WORK INSTRUCTION:
Search the records below for "order" and copy every line it turns up in.

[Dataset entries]
== Segment start ==
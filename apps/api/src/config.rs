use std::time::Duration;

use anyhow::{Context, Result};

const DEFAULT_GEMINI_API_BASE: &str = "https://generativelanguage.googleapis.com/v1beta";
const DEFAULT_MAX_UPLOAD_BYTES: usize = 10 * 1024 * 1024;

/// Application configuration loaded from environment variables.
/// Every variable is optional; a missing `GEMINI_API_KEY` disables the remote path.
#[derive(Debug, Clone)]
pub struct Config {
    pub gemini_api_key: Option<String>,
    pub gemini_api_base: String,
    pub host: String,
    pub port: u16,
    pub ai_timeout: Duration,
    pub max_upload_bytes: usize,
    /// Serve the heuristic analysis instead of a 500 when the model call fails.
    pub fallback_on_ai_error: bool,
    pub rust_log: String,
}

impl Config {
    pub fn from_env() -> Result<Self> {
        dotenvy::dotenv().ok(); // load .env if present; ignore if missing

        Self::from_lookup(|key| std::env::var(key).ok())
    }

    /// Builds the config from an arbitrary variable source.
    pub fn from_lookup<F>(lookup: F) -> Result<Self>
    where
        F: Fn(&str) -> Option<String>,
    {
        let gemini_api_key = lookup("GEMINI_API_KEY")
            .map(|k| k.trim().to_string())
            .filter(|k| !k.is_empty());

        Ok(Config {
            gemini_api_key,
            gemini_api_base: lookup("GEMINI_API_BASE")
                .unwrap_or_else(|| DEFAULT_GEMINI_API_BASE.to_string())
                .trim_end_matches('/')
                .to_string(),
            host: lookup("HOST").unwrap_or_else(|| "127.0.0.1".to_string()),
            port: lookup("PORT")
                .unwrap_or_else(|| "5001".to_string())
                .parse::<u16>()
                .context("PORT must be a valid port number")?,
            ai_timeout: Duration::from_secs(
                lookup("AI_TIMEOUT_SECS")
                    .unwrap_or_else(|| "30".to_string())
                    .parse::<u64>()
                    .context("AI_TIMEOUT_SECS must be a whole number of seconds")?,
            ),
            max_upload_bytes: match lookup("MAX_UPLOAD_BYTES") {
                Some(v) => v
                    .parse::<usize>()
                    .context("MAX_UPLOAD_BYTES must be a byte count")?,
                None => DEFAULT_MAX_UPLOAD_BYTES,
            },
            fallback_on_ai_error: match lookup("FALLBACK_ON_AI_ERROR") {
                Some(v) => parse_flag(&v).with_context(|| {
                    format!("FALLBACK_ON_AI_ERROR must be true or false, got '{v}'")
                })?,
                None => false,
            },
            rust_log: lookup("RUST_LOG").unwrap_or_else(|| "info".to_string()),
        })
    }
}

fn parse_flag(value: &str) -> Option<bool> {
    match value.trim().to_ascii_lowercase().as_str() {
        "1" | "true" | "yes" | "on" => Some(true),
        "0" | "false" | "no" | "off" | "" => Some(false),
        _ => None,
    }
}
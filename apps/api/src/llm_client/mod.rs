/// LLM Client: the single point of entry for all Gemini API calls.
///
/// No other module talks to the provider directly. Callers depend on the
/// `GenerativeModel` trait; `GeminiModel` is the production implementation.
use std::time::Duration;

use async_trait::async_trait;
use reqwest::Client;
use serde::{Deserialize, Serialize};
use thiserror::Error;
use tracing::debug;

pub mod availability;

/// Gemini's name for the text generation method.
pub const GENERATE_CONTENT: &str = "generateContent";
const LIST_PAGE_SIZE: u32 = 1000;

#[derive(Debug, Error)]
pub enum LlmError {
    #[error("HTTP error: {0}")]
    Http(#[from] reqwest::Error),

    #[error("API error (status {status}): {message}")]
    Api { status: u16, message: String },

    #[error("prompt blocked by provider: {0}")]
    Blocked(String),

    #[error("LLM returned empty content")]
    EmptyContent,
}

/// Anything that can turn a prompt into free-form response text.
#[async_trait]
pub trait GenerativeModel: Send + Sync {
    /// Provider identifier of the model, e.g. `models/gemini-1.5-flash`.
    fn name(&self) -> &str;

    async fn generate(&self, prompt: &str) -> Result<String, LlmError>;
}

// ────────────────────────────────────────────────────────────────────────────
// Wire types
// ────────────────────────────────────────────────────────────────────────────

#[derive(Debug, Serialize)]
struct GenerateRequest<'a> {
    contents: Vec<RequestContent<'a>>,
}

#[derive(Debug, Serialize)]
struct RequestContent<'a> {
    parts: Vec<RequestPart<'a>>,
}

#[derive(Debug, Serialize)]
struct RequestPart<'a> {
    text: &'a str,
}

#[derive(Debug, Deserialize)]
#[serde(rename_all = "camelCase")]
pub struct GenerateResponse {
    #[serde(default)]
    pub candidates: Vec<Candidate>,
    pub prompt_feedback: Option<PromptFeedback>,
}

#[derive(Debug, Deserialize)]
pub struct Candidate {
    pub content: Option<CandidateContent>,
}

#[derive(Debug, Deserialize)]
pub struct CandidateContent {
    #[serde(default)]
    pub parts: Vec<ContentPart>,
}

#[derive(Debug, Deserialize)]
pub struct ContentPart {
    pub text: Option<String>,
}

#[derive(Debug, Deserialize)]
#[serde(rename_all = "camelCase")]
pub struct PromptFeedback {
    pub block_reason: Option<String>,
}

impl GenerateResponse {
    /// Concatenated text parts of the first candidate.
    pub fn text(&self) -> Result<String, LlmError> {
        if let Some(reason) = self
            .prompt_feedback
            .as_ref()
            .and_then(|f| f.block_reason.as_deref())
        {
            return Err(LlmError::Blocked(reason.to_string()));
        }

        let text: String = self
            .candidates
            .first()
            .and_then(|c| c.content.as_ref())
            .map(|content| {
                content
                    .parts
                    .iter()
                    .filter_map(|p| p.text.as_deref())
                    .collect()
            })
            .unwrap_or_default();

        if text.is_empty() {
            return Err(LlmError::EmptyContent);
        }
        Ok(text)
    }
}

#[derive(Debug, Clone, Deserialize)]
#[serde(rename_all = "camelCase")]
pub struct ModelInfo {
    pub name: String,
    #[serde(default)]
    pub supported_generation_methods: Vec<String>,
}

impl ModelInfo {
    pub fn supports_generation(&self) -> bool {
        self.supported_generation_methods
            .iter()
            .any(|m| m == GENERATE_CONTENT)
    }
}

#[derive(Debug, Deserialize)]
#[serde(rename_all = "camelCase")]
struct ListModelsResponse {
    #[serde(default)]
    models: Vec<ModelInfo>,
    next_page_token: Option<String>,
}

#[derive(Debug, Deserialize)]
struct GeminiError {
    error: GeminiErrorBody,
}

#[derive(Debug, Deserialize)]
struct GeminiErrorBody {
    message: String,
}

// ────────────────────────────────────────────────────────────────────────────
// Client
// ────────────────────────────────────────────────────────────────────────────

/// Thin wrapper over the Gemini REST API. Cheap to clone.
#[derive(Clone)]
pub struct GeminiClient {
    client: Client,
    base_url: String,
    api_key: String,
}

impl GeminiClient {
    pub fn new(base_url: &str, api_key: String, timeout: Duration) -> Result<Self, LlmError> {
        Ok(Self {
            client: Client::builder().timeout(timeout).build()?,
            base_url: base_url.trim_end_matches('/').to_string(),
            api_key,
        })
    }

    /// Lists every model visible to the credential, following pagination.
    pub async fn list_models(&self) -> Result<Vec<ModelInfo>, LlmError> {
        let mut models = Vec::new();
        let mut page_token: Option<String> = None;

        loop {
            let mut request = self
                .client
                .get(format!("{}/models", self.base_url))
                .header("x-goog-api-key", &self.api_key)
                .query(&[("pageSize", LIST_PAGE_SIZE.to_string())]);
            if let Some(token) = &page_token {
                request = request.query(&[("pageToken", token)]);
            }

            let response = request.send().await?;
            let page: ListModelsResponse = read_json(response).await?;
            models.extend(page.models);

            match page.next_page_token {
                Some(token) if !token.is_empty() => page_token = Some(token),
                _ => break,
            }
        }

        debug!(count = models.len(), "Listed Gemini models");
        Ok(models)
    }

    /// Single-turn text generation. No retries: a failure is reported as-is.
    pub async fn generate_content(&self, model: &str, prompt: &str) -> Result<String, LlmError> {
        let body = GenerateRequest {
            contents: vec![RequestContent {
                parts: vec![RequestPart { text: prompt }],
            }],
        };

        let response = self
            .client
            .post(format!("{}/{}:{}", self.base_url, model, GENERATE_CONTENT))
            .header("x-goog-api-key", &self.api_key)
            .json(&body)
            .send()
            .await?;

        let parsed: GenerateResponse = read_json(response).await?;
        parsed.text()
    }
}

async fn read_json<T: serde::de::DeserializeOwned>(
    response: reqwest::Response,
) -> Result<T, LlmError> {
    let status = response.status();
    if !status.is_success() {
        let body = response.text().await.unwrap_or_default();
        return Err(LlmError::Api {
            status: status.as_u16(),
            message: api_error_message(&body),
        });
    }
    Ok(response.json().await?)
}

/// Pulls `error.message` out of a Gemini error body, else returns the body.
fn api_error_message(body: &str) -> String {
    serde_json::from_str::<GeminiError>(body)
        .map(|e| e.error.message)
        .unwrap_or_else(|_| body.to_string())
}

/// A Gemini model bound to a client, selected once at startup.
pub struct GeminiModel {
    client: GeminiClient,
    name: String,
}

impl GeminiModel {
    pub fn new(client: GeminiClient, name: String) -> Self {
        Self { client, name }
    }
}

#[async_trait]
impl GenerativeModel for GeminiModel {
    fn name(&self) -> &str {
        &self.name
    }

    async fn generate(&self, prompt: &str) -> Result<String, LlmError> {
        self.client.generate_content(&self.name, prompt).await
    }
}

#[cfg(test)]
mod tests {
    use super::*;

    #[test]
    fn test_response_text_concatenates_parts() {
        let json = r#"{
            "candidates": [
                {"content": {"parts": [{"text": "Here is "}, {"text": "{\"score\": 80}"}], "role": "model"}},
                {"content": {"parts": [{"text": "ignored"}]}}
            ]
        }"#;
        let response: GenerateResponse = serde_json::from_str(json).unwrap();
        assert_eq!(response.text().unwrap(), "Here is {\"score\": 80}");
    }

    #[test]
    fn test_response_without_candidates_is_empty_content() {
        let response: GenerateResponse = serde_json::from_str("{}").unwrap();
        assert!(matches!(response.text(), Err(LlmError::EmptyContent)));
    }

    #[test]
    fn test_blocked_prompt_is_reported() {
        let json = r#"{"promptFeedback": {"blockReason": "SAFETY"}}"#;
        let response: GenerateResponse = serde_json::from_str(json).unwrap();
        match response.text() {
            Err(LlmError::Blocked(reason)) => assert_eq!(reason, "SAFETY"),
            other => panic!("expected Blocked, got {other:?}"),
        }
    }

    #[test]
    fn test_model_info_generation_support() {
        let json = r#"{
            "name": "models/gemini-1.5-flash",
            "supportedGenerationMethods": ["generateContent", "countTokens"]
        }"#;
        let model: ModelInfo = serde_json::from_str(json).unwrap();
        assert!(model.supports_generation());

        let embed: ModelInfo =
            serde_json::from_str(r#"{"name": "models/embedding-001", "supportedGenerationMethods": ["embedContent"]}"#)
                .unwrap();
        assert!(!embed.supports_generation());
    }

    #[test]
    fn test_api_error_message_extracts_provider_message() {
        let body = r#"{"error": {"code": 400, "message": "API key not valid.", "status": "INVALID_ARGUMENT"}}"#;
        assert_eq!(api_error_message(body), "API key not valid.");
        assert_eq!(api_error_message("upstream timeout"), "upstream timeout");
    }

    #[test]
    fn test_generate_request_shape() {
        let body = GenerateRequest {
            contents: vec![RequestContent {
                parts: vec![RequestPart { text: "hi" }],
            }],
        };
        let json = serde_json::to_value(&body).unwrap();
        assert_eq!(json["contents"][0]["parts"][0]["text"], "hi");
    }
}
== Segment end ==
== Segment start ==
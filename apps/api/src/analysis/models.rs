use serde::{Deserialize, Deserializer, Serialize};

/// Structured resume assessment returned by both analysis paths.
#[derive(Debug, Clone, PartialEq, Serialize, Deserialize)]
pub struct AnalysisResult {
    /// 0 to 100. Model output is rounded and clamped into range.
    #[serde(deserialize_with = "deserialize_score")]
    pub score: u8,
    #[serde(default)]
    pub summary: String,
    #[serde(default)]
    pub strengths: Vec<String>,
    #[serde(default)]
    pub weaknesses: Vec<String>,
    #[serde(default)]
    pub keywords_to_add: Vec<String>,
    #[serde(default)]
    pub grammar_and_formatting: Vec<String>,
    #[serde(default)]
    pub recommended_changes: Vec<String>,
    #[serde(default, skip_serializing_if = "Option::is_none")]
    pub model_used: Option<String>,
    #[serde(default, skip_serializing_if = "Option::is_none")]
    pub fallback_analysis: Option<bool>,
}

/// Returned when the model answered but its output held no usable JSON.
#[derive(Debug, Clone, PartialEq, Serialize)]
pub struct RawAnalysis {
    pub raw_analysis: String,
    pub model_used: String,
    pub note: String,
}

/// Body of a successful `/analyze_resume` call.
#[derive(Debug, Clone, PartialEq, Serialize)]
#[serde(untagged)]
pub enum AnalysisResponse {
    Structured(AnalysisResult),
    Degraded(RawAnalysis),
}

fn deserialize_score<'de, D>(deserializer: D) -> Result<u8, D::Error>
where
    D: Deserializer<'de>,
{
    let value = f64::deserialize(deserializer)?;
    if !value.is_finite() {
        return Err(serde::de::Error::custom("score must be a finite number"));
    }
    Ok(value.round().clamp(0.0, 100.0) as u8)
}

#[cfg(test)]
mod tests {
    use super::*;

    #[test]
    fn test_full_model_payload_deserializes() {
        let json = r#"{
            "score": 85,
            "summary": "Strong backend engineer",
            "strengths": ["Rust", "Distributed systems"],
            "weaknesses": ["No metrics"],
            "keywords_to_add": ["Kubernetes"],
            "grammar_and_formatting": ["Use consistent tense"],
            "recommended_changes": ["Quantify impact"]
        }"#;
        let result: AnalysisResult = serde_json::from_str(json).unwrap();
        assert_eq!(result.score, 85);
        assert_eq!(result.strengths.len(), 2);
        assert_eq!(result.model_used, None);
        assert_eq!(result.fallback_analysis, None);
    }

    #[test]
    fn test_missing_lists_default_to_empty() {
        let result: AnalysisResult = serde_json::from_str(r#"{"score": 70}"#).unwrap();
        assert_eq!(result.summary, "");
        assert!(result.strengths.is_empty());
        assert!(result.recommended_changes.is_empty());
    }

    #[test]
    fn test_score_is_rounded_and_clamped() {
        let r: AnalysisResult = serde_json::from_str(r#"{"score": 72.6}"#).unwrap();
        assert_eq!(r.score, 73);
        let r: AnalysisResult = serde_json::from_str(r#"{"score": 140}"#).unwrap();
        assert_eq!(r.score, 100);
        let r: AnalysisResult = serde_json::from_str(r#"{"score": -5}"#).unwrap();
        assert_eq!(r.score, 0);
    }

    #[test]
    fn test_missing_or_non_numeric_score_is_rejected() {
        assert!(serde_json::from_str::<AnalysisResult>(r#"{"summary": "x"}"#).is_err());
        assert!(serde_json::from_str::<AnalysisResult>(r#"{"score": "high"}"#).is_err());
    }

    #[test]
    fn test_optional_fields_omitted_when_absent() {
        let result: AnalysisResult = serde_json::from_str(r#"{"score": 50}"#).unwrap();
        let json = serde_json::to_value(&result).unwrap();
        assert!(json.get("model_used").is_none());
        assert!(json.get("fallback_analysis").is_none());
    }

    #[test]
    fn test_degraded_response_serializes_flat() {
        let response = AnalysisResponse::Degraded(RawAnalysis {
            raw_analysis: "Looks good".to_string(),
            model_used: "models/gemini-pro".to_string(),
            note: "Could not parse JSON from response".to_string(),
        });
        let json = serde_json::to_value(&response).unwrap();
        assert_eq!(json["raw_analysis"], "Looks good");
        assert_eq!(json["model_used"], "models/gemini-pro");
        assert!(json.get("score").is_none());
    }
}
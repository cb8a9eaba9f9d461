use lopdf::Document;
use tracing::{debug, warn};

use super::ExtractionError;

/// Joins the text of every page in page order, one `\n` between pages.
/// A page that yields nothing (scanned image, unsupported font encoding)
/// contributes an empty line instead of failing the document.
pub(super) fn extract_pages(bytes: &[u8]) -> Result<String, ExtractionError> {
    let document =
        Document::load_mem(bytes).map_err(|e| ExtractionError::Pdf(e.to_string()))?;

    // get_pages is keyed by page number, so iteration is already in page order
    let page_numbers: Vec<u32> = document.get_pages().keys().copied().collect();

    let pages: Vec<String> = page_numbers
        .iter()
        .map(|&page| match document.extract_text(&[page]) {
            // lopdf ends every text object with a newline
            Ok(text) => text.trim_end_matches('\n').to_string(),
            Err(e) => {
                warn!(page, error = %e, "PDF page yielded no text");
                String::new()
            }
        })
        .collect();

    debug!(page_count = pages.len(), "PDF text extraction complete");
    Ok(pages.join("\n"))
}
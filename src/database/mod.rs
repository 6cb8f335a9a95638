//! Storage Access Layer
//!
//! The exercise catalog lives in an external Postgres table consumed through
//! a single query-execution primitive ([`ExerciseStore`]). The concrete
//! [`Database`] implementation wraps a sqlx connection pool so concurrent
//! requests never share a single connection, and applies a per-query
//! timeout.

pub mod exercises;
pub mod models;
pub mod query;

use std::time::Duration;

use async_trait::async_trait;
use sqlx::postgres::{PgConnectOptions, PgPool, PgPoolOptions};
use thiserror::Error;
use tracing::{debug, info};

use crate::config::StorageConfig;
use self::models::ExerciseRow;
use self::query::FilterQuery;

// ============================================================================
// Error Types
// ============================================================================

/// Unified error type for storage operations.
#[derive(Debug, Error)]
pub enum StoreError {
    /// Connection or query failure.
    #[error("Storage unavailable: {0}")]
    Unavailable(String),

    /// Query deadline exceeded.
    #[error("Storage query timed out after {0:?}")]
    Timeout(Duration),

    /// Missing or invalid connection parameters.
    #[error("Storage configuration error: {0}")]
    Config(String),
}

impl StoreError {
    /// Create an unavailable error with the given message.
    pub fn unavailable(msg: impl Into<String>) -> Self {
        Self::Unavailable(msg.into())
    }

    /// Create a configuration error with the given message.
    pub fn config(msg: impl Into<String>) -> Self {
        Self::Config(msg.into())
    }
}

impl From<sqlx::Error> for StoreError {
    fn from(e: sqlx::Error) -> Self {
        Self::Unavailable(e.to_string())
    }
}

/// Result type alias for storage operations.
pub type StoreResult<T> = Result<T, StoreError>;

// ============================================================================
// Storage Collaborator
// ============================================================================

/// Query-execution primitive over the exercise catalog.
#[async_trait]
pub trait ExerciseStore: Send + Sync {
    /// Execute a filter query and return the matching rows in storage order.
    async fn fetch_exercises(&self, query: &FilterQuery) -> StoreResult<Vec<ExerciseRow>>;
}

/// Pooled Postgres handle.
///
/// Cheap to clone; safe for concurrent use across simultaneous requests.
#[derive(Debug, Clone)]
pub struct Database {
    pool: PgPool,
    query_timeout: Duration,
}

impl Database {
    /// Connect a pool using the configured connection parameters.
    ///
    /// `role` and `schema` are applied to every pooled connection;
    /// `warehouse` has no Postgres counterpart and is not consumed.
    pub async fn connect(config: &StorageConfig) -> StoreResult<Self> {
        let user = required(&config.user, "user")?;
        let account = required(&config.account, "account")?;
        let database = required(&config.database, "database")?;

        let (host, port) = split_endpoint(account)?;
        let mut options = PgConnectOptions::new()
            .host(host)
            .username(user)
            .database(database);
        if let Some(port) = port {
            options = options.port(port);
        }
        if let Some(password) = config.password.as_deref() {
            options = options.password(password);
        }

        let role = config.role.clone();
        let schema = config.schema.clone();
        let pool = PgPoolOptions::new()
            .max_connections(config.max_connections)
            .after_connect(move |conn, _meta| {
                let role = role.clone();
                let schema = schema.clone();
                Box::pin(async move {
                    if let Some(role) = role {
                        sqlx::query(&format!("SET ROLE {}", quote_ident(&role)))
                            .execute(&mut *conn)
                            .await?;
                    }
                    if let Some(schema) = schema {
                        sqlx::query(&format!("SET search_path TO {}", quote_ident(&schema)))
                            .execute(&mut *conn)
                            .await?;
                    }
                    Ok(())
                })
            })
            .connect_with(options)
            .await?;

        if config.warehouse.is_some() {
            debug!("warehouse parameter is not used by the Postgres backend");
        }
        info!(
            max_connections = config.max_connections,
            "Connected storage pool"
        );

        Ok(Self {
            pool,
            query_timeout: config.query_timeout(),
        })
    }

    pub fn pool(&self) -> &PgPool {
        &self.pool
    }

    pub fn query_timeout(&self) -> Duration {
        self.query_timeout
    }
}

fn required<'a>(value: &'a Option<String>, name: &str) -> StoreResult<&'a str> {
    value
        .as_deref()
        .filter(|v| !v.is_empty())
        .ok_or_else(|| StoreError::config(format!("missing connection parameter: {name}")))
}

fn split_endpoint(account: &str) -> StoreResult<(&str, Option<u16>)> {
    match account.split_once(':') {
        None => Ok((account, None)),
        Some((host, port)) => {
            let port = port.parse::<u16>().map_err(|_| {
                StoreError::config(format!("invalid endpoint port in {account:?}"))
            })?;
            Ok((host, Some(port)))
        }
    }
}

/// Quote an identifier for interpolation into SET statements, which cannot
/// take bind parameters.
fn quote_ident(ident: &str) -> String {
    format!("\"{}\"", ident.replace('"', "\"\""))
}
== Segment end ==
TASK OUTPUT:
/// Joins the text of every page in page order, one `\n` between pages.
    // get_pages is keyed by page number, so iteration is already in page order
    /// Execute a filter query and return the matching rows in storage order.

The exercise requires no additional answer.